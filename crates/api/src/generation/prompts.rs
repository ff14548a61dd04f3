//! Prompt builders.
//!
//! Every prompt carries the website profile so the model writes for the
//! right business, audience and tone.

use std::fmt::Write as _;

use crate::ai::CompletionRequest;
use crate::crawler::PageContent;
use crate::models::{BusinessAnalysis, Content, Website};
use crate::research::SearchResults;
use crate::shopify::Product;

const ANALYST_SYSTEM: &str = "You are a marketing analyst. You read website copy and describe \
the business behind it precisely. Answer with a single JSON object and nothing else.";

const STRATEGIST_SYSTEM: &str = "You are an SEO content strategist. Answer with a single JSON \
object and nothing else.";

const WRITER_SYSTEM: &str = "You are an experienced copywriter who writes clear, accurate, \
search-friendly web content in Markdown. Never invent facts about the business.";

const PRODUCT_WRITER_SYSTEM: &str = "You are an e-commerce copywriter. You write persuasive, \
accurate product descriptions as clean HTML using only <p>, <ul>, <li>, <strong>, <em> and \
<h3> tags. Output only the HTML.";

/// Profile block shared by every prompt.
#[must_use]
pub fn website_context(website: &Website) -> String {
    let mut out = format!("Website: {} ({})\n", website.name, website.url);
    let fields = [
        ("Description", website.description.as_deref()),
        ("Industry", website.industry.as_deref()),
        ("Target audience", website.target_audience.as_deref()),
        ("Tone of voice", website.tone.as_deref()),
    ];
    for (label, value) in fields {
        if let Some(value) = value.filter(|v| !v.trim().is_empty()) {
            let _ = writeln!(out, "{label}: {value}");
        }
    }
    let _ = writeln!(out, "Language: {}", website.language);

    if let Some(analysis) = website.business_analysis() {
        let _ = writeln!(out, "Business summary: {}", analysis.summary);
        if !analysis.products_services.is_empty() {
            let _ = writeln!(
                out,
                "Products and services: {}",
                analysis.products_services.join(", ")
            );
        }
        if !analysis.unique_selling_points.is_empty() {
            let _ = writeln!(
                out,
                "Unique selling points: {}",
                analysis.unique_selling_points.join("; ")
            );
        }
    }
    out
}

/// Ask for a [`BusinessAnalysis`] of the fetched pages.
#[must_use]
pub fn analysis_request(website: &Website, pages: &[PageContent]) -> CompletionRequest {
    let mut prompt = website_context(website);
    prompt.push_str("\nPages from the site:\n\n");
    for page in pages {
        prompt.push_str(&page.to_prompt_text());
        prompt.push_str("\n---\n");
    }
    prompt.push_str(
        "\nAnalyze this business. Respond with JSON of the form:\n\
         {\"summary\": string, \"products_services\": [string], \"target_audience\": string, \
         \"tone\": string, \"unique_selling_points\": [string], \"keywords\": [string]}\n\
         Give 5 to 15 keywords a customer would search for.",
    );

    CompletionRequest::new(ANALYST_SYSTEM, prompt)
        .json()
        .temperature(0.2)
}

/// Ask for `count` blog topic ideas.
#[must_use]
pub fn topics_request(
    website: &Website,
    analysis: &BusinessAnalysis,
    count: usize,
) -> CompletionRequest {
    let mut prompt = website_context(website);
    if !analysis.keywords.is_empty() {
        let _ = writeln!(prompt, "Known keywords: {}", analysis.keywords.join(", "));
    }
    let _ = write!(
        prompt,
        "\nSuggest {count} blog article topics that would attract this business's customers \
         from search. Respond with JSON of the form:\n\
         {{\"topics\": [{{\"title\": string, \"keyword\": string, \"angle\": string}}]}}\n\
         Each keyword is the main search phrase the article targets; angle is one sentence on \
         what makes the article useful."
    );

    CompletionRequest::new(STRATEGIST_SYSTEM, prompt)
        .json()
        .temperature(0.8)
}

/// Ask for a full Markdown article.
#[must_use]
pub fn article_request(
    website: &Website,
    topic: &str,
    keywords: &[String],
    word_count: u32,
    research: Option<&SearchResults>,
) -> CompletionRequest {
    let mut prompt = website_context(website);
    let _ = writeln!(prompt, "\nWrite a blog article titled or about: {topic}");
    if !keywords.is_empty() {
        let _ = writeln!(
            prompt,
            "Work these keywords in naturally: {}",
            keywords.join(", ")
        );
    }
    let _ = writeln!(prompt, "Length: about {word_count} words.");
    if let Some(research) = research {
        let context = research.to_prompt_text(5);
        if !context.is_empty() {
            prompt.push_str("\nWhat currently ranks for this topic:\n");
            prompt.push_str(&context);
            prompt.push_str("Cover the questions people ask. Do not copy the results.\n");
        }
    }
    prompt.push_str(
        "\nFormat: Markdown. Start with a single '# ' title line, use '## ' section headings, \
         end with a short conclusion that mentions the business where it fits.",
    );

    CompletionRequest::new(WRITER_SYSTEM, prompt)
        .temperature(0.7)
        .max_tokens(word_count.saturating_mul(3).clamp(1024, 8192))
}

/// Ask for a rewrite of an existing article.
#[must_use]
pub fn rewrite_request(website: &Website, content: &Content, instructions: &str) -> CompletionRequest {
    let mut prompt = website_context(website);
    let _ = write!(
        prompt,
        "\nRewrite the article below following these instructions: {instructions}\n\
         Keep it in Markdown and keep the '# ' title line. Return only the article.\n\n\
         # {}\n\n{}",
        content.title, content.body_markdown
    );

    CompletionRequest::new(WRITER_SYSTEM, prompt)
        .temperature(0.6)
        .max_tokens(8192)
}

/// Ask for an SEO title and meta description.
#[must_use]
pub fn meta_request(website: &Website, content: &Content) -> CompletionRequest {
    let excerpt: String = content.body_markdown.chars().take(4000).collect();
    let mut prompt = website_context(website);
    let _ = write!(
        prompt,
        "\nWrite SEO metadata for this article.\nTitle: {}\nKeywords: {}\n\n{excerpt}\n\n\
         Respond with JSON: {{\"meta_title\": string (max 60 characters), \
         \"meta_description\": string (max 160 characters)}}",
        content.title,
        content.keywords.join(", "),
    );

    CompletionRequest::new(STRATEGIST_SYSTEM, prompt)
        .json()
        .temperature(0.3)
}

/// Ask for a product description in HTML.
#[must_use]
pub fn product_description_request(
    website: &Website,
    product: &Product,
    instructions: Option<&str>,
) -> CompletionRequest {
    let mut prompt = website_context(website);
    let _ = writeln!(prompt, "\nProduct: {}", product.title);
    if !product.product_type.is_empty() {
        let _ = writeln!(prompt, "Type: {}", product.product_type);
    }
    if !product.vendor.is_empty() {
        let _ = writeln!(prompt, "Brand: {}", product.vendor);
    }
    if !product.tags.is_empty() {
        let _ = writeln!(prompt, "Tags: {}", product.tags.join(", "));
    }
    if let Some(price) = &product.min_price {
        let _ = writeln!(prompt, "Price from: {} {}", price.amount, price.currency_code);
    }
    if !product.description_html.trim().is_empty() {
        let _ = writeln!(
            prompt,
            "Current description (HTML):\n{}",
            product.description_html
        );
    }
    prompt.push_str("\nWrite a new description of 120 to 250 words.");
    if let Some(extra) = instructions.filter(|i| !i.trim().is_empty()) {
        let _ = write!(prompt, "\nAdditional instructions: {extra}");
    }

    CompletionRequest::new(PRODUCT_WRITER_SYSTEM, prompt).temperature(0.7)
}

#[cfg(test)]
mod tests {
    use chrono::Utc;
    use contentforge_core::{UserId, WebsiteId};
    use sqlx::types::Json;

    use super::*;

    fn website(analysis: Option<BusinessAnalysis>) -> Website {
        Website {
            id: WebsiteId::new(1),
            user_id: UserId::new(1),
            name: "Acme Coffee".to_string(),
            url: "https://acme.test".to_string(),
            description: Some("Small-batch roaster".to_string()),
            industry: None,
            target_audience: Some("Home baristas".to_string()),
            tone: Some(String::new()),
            language: "en".to_string(),
            sitemap_url: None,
            sitemap_urls: Json(vec![]),
            indexed_at: None,
            analysis: analysis.map(Json),
            analyzed_at: None,
            created_at: Utc::now(),
            updated_at: Utc::now(),
        }
    }

    #[test]
    fn test_website_context_skips_empty_fields() {
        let ctx = website_context(&website(None));
        assert!(ctx.contains("Website: Acme Coffee (https://acme.test)"));
        assert!(ctx.contains("Target audience: Home baristas"));
        assert!(!ctx.contains("Industry"));
        assert!(!ctx.contains("Tone of voice"));
    }

    #[test]
    fn test_website_context_includes_analysis() {
        let analysis = BusinessAnalysis {
            summary: "Roasts beans weekly".to_string(),
            products_services: vec!["Espresso blend".to_string()],
            ..BusinessAnalysis::default()
        };
        let ctx = website_context(&website(Some(analysis)));
        assert!(ctx.contains("Business summary: Roasts beans weekly"));
        assert!(ctx.contains("Products and services: Espresso blend"));
    }

    #[test]
    fn test_json_prompts_request_json() {
        let site = website(None);
        assert!(analysis_request(&site, &[]).json);
        assert!(topics_request(&site, &BusinessAnalysis::default(), 5).json);
        let article = article_request(&site, "Cold brew", &[], 1200, None);
        assert!(!article.json);
        assert_eq!(article.max_tokens, Some(3600));
    }

    #[test]
    fn test_article_request_includes_research() {
        let research = SearchResults {
            organic: vec![],
            people_also_ask: vec!["How long does cold brew last?".to_string()],
        };
        let request = article_request(
            &website(None),
            "Cold brew",
            &["cold brew".to_string()],
            800,
            Some(&research),
        );
        assert!(request.prompt.contains("How long does cold brew last?"));
        assert!(request.prompt.contains("cold brew"));
    }
}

######

→ **TASK BRIEF**: Quote, word for word, every line from the top of the entries through the line that holds "use crate::crawler::PageContent;".

→ **OUTPUT**:
filename crates/api/src/generation/prompts.rs
repository ff14548a61dd04f3
//! Prompt builders.
//!
//! Every prompt carries the website profile so the model writes for the
//! right business, audience and tone.

use std::fmt::Write as _;

use crate::ai::CompletionRequest;
use crate::crawler::PageContent;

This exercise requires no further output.